Collected data entries -
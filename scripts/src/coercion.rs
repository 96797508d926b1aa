//! Coercion of raw CLI tokens into typed contract call arguments

use std::str::FromStr;

use admin_common::{
    constants::{FALSE_TOKEN, INTEGER_BITS, NUM_HEX_CHARS_ADDRESS, TRUE_TOKEN},
    types::{Arity, BoolMode, ParamType, SettingDescriptor},
};
use alloy::{
    dyn_abi::{DynSolType, DynSolValue},
    json_abi::Function,
    primitives::{Address, FixedBytes, U256},
};

use crate::errors::ScriptError;

/// The typed values coerced from a list of tokens
#[derive(Clone, Debug, PartialEq)]
pub struct CoercedArgs {
    /// Values of the fixed parameters, in token order
    pub fixed: Vec<DynSolValue>,
    /// Values of the repeated trailing parameter, if the descriptor is variadic
    pub variadic: Vec<DynSolValue>,
    /// Whether the values came from a variadic descriptor
    arity: Arity,
    /// Where each variadic value is inserted among the fixed values
    variadic_position: usize,
}

impl CoercedArgs {
    /// The argument lists of the calls these values expand into
    ///
    /// A fixed descriptor yields a single call. A variadic descriptor yields one
    /// call per variadic value, which may be none at all.
    pub fn calls(&self) -> Vec<Vec<DynSolValue>> {
        match self.arity {
            Arity::Fixed => vec![self.fixed.clone()],
            Arity::Variadic => {
                let position = self.variadic_position.min(self.fixed.len());
                self.variadic
                    .iter()
                    .map(|value| {
                        let mut args = self.fixed.clone();
                        args.insert(position, value.clone());
                        args
                    })
                    .collect()
            }
        }
    }
}

/// Coerce tokens according to a setting descriptor
///
/// The token count is checked first, so an arity error is reported even when
/// some of the tokens are also malformed.
pub fn coerce(
    descriptor: &SettingDescriptor,
    tokens: &[String],
) -> Result<CoercedArgs, ScriptError> {
    if !descriptor.accepts_count(tokens.len()) {
        return Err(ScriptError::Arity {
            setting: descriptor.name.to_string(),
            expected: descriptor.expected_count(),
            got: tokens.len(),
        });
    }

    let fixed_params = descriptor.fixed_params();
    let (fixed_tokens, rest) = tokens.split_at(fixed_params.len());

    let fixed = fixed_params
        .iter()
        .zip(fixed_tokens)
        .enumerate()
        .map(|(i, (param, token))| coerce_token(descriptor, i, *param, token))
        .collect::<Result<Vec<_>, _>>()?;

    let variadic = match descriptor.variadic_param() {
        Some(param) => rest
            .iter()
            .enumerate()
            .map(|(i, token)| coerce_token(descriptor, fixed_params.len() + i, param, token))
            .collect::<Result<Vec<_>, _>>()?,
        None => Vec::new(),
    };

    Ok(CoercedArgs {
        fixed,
        variadic,
        arity: descriptor.arity,
        variadic_position: descriptor.variadic_position,
    })
}

/// Coerce a single token into a value of the given parameter type
pub fn coerce_token(
    descriptor: &SettingDescriptor,
    index: usize,
    param: ParamType,
    token: &str,
) -> Result<DynSolValue, ScriptError> {
    let err = |expected: String| ScriptError::Coercion {
        setting: descriptor.name.to_string(),
        index,
        token: token.to_string(),
        expected,
    };

    match param {
        ParamType::Bool => parse_bool(token, descriptor.bool_mode)
            .map(DynSolValue::Bool)
            .ok_or_else(|| err(descriptor.bool_mode.to_string())),
        ParamType::Integer => parse_integer(token)
            .map(|n| DynSolValue::Uint(n, INTEGER_BITS))
            .ok_or_else(|| err(format!("a base-10 integer of at most {INTEGER_BITS} bits"))),
        ParamType::Address => parse_address(token)
            .map(DynSolValue::Address)
            .ok_or_else(|| err("a 20-byte hex address with a valid checksum".to_string())),
        ParamType::String => Ok(DynSolValue::String(token.to_string())),
    }
}

/// Coerce tokens against a method's declared inputs
///
/// Used for ad hoc queries, where no descriptor is registered. Booleans are
/// parsed literally and unsigned integers must fit the declared width.
pub fn coerce_inputs(
    context: &str,
    function: &Function,
    tokens: &[String],
) -> Result<Vec<DynSolValue>, ScriptError> {
    if function.inputs.len() != tokens.len() {
        return Err(ScriptError::Arity {
            setting: context.to_string(),
            expected: format!("exactly {}", function.inputs.len()),
            got: tokens.len(),
        });
    }

    function
        .inputs
        .iter()
        .zip(tokens)
        .enumerate()
        .map(|(index, (input, token))| {
            let err = |expected: String| ScriptError::Coercion {
                setting: context.to_string(),
                index,
                token: token.clone(),
                expected,
            };
            let ty = DynSolType::parse(&input.selector_type())
                .map_err(|e| err(format!("a supported type ({e})")))?;

            coerce_typed(&ty, token).ok_or_else(|| err(ty.sol_type_name().into_owned()))
        })
        .collect()
}

/// Parse a token as a value of a concrete ABI type
fn coerce_typed(ty: &DynSolType, token: &str) -> Option<DynSolValue> {
    match ty {
        DynSolType::Bool => parse_bool(token, BoolMode::Literal).map(DynSolValue::Bool),
        DynSolType::Uint(bits) => parse_integer(token)
            .filter(|n| n.bit_len() <= *bits)
            .map(|n| DynSolValue::Uint(n, *bits)),
        DynSolType::Address => parse_address(token).map(DynSolValue::Address),
        DynSolType::String => Some(DynSolValue::String(token.to_string())),
        DynSolType::FixedBytes(len) => {
            let bytes = parse_hex(token).filter(|b| b.len() == *len)?;
            let mut word = [0u8; 32];
            word[..*len].copy_from_slice(&bytes);
            Some(DynSolValue::FixedBytes(FixedBytes::from(word), *len))
        }
        DynSolType::Bytes => parse_hex(token).map(DynSolValue::Bytes),
        _ => None,
    }
}

/// Parse a boolean token in the given mode
fn parse_bool(token: &str, mode: BoolMode) -> Option<bool> {
    match mode {
        BoolMode::Literal => match token {
            TRUE_TOKEN => Some(true),
            FALSE_TOKEN => Some(false),
            _ => None,
        },
        BoolMode::IntegerTruthiness => parse_integer(token).map(|n| !n.is_zero()),
    }
}

/// Parse a non-empty run of ASCII digits as a 256-bit unsigned integer
fn parse_integer(token: &str) -> Option<U256> {
    if token.is_empty() || !token.bytes().all(|b| b.is_ascii_digit()) {
        return None;
    }

    U256::from_str_radix(token, 10).ok()
}

/// Parse an address, requiring a valid EIP-55 checksum on mixed-case input
fn parse_address(token: &str) -> Option<Address> {
    let digits = token.strip_prefix("0x").unwrap_or(token);
    if digits.len() != NUM_HEX_CHARS_ADDRESS || !digits.bytes().all(|b| b.is_ascii_hexdigit()) {
        return None;
    }

    let has_lower = digits.bytes().any(|b| b.is_ascii_lowercase());
    let has_upper = digits.bytes().any(|b| b.is_ascii_uppercase());
    if has_lower && has_upper {
        Address::parse_checksummed(format!("0x{digits}"), None).ok()
    } else {
        Address::from_str(digits).ok()
    }
}

/// Parse an optionally `0x`-prefixed hex string
fn parse_hex(token: &str) -> Option<Vec<u8>> {
    hex::decode(token.strip_prefix("0x").unwrap_or(token)).ok()
}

To do - The full set of entries above needs to be restated word for word.

Result of this task -
filename scripts/src/coercion.rs
repository 96797508d926b1aa
//! Coercion of raw CLI tokens into typed contract call arguments

use std::str::FromStr;

use admin_common::{
    constants::{FALSE_TOKEN, INTEGER_BITS, NUM_HEX_CHARS_ADDRESS, TRUE_TOKEN},
    types::{Arity, BoolMode, ParamType, SettingDescriptor},
};
use alloy::{
    dyn_abi::{DynSolType, DynSolValue},
    json_abi::Function,
    primitives::{Address, FixedBytes, U256},
};

use crate::errors::ScriptError;

/// The typed values coerced from a list of tokens
#[derive(Clone, Debug, PartialEq)]
pub struct CoercedArgs {
    /// Values of the fixed parameters, in token order
    pub fixed: Vec<DynSolValue>,
    /// Values of the repeated trailing parameter, if the descriptor is variadic
    pub variadic: Vec<DynSolValue>,
    /// Whether the values came from a variadic descriptor
    arity: Arity,
    /// Where each variadic value is inserted among the fixed values
    variadic_position: usize,
}

impl CoercedArgs {
    /// The argument lists of the calls these values expand into
    ///
    /// A fixed descriptor yields a single call. A variadic descriptor yields one
    /// call per variadic value, which may be none at all.
    pub fn calls(&self) -> Vec<Vec<DynSolValue>> {
        match self.arity {
            Arity::Fixed => vec![self.fixed.clone()],
            Arity::Variadic => {
                let position = self.variadic_position.min(self.fixed.len());
                self.variadic
                    .iter()
                    .map(|value| {
                        let mut args = self.fixed.clone();
                        args.insert(position, value.clone());
                        args
                    })
                    .collect()
            }
        }
    }
}

/// Coerce tokens according to a setting descriptor
///
/// The token count is checked first, so an arity error is reported even when
/// some of the tokens are also malformed.
pub fn coerce(
    descriptor: &SettingDescriptor,
    tokens: &[String],
) -> Result<CoercedArgs, ScriptError> {
    if !descriptor.accepts_count(tokens.len()) {
        return Err(ScriptError::Arity {
            setting: descriptor.name.to_string(),
            expected: descriptor.expected_count(),
            got: tokens.len(),
        });
    }

    let fixed_params = descriptor.fixed_params();
    let (fixed_tokens, rest) = tokens.split_at(fixed_params.len());

    let fixed = fixed_params
        .iter()
        .zip(fixed_tokens)
        .enumerate()
        .map(|(i, (param, token))| coerce_token(descriptor, i, *param, token))
        .collect::<Result<Vec<_>, _>>()?;

    let variadic = match descriptor.variadic_param() {
        Some(param) => rest
            .iter()
            .enumerate()
            .map(|(i, token)| coerce_token(descriptor, fixed_params.len() + i, param, token))
            .collect::<Result<Vec<_>, _>>()?,
        None => Vec::new(),
    };

    Ok(CoercedArgs {
        fixed,
        variadic,
        arity: descriptor.arity,
        variadic_position: descriptor.variadic_position,
    })
}

/// Coerce a single token into a value of the given parameter type
pub fn coerce_token(
    descriptor: &SettingDescriptor,
    index: usize,
    param: ParamType,
    token: &str,
) -> Result<DynSolValue, ScriptError> {
    let err = |expected: String| ScriptError::Coercion {
        setting: descriptor.name.to_string(),
        index,
        token: token.to_string(),
        expected,
    };

    match param {
        ParamType::Bool => parse_bool(token, descriptor.bool_mode)
            .map(DynSolValue::Bool)
            .ok_or_else(|| err(descriptor.bool_mode.to_string())),
        ParamType::Integer => parse_integer(token)
            .map(|n| DynSolValue::Uint(n, INTEGER_BITS))
            .ok_or_else(|| err(format!("a base-10 integer of at most {INTEGER_BITS} bits"))),
        ParamType::Address => parse_address(token)
            .map(DynSolValue::Address)
            .ok_or_else(|| err("a 20-byte hex address with a valid checksum".to_string())),
        ParamType::String => Ok(DynSolValue::String(token.to_string())),
    }
}

/// Coerce tokens against a method's declared inputs
///
/// Used for ad hoc queries, where no descriptor is registered. Booleans are
/// parsed literally and unsigned integers must fit the declared width.
pub fn coerce_inputs(
    context: &str,
    function: &Function,
    tokens: &[String],
) -> Result<Vec<DynSolValue>, ScriptError> {
    if function.inputs.len() != tokens.len() {
        return Err(ScriptError::Arity {
            setting: context.to_string(),
            expected: format!("exactly {}", function.inputs.len()),
            got: tokens.len(),
        });
    }

    function
        .inputs
        .iter()
        .zip(tokens)
        .enumerate()
        .map(|(index, (input, token))| {
            let err = |expected: String| ScriptError::Coercion {
                setting: context.to_string(),
                index,
                token: token.clone(),
                expected,
            };
            let ty = DynSolType::parse(&input.selector_type())
                .map_err(|e| err(format!("a supported type ({e})")))?;

            coerce_typed(&ty, token).ok_or_else(|| err(ty.sol_type_name().into_owned()))
        })
        .collect()
}

/// Parse a token as a value of a concrete ABI type
fn coerce_typed(ty: &DynSolType, token: &str) -> Option<DynSolValue> {
    match ty {
        DynSolType::Bool => parse_bool(token, BoolMode::Literal).map(DynSolValue::Bool),
        DynSolType::Uint(bits) => parse_integer(token)
            .filter(|n| n.bit_len() <= *bits)
            .map(|n| DynSolValue::Uint(n, *bits)),
        DynSolType::Address => parse_address(token).map(DynSolValue::Address),
        DynSolType::String => Some(DynSolValue::String(token.to_string())),
        DynSolType::FixedBytes(len) => {
            let bytes = parse_hex(token).filter(|b| b.len() == *len)?;
            let mut word = [0u8; 32];
            word[..*len].copy_from_slice(&bytes);
            Some(DynSolValue::FixedBytes(FixedBytes::from(word), *len))
        }
        DynSolType::Bytes => parse_hex(token).map(DynSolValue::Bytes),
        _ => None,
    }
}

/// Parse a boolean token in the given mode
fn parse_bool(token: &str, mode: BoolMode) -> Option<bool> {
    match mode {
        BoolMode::Literal => match token {
            TRUE_TOKEN => Some(true),
            FALSE_TOKEN => Some(false),
            _ => None,
        },
        BoolMode::IntegerTruthiness => parse_integer(token).map(|n| !n.is_zero()),
    }
}

/// Parse a non-empty run of ASCII digits as a 256-bit unsigned integer
fn parse_integer(token: &str) -> Option<U256> {
    if token.is_empty() || !token.bytes().all(|b| b.is_ascii_digit()) {
        return None;
    }

    U256::from_str_radix(token, 10).ok()
}

/// Parse an address, requiring a valid EIP-55 checksum on mixed-case input
fn parse_address(token: &str) -> Option<Address> {
    let digits = token.strip_prefix("0x").unwrap_or(token);
    if digits.len() != NUM_HEX_CHARS_ADDRESS || !digits.bytes().all(|b| b.is_ascii_hexdigit()) {
        return None;
    }

    let has_lower = digits.bytes().any(|b| b.is_ascii_lowercase());
    let has_upper = digits.bytes().any(|b| b.is_ascii_uppercase());
    if has_lower && has_upper {
        Address::parse_checksummed(format!("0x{digits}"), None).ok()
    } else {
        Address::from_str(digits).ok()
    }
}

/// Parse an optionally `0x`-prefixed hex string
fn parse_hex(token: &str) -> Option<Vec<u8>> {
    hex::decode(token.strip_prefix("0x").unwrap_or(token)).ok()
}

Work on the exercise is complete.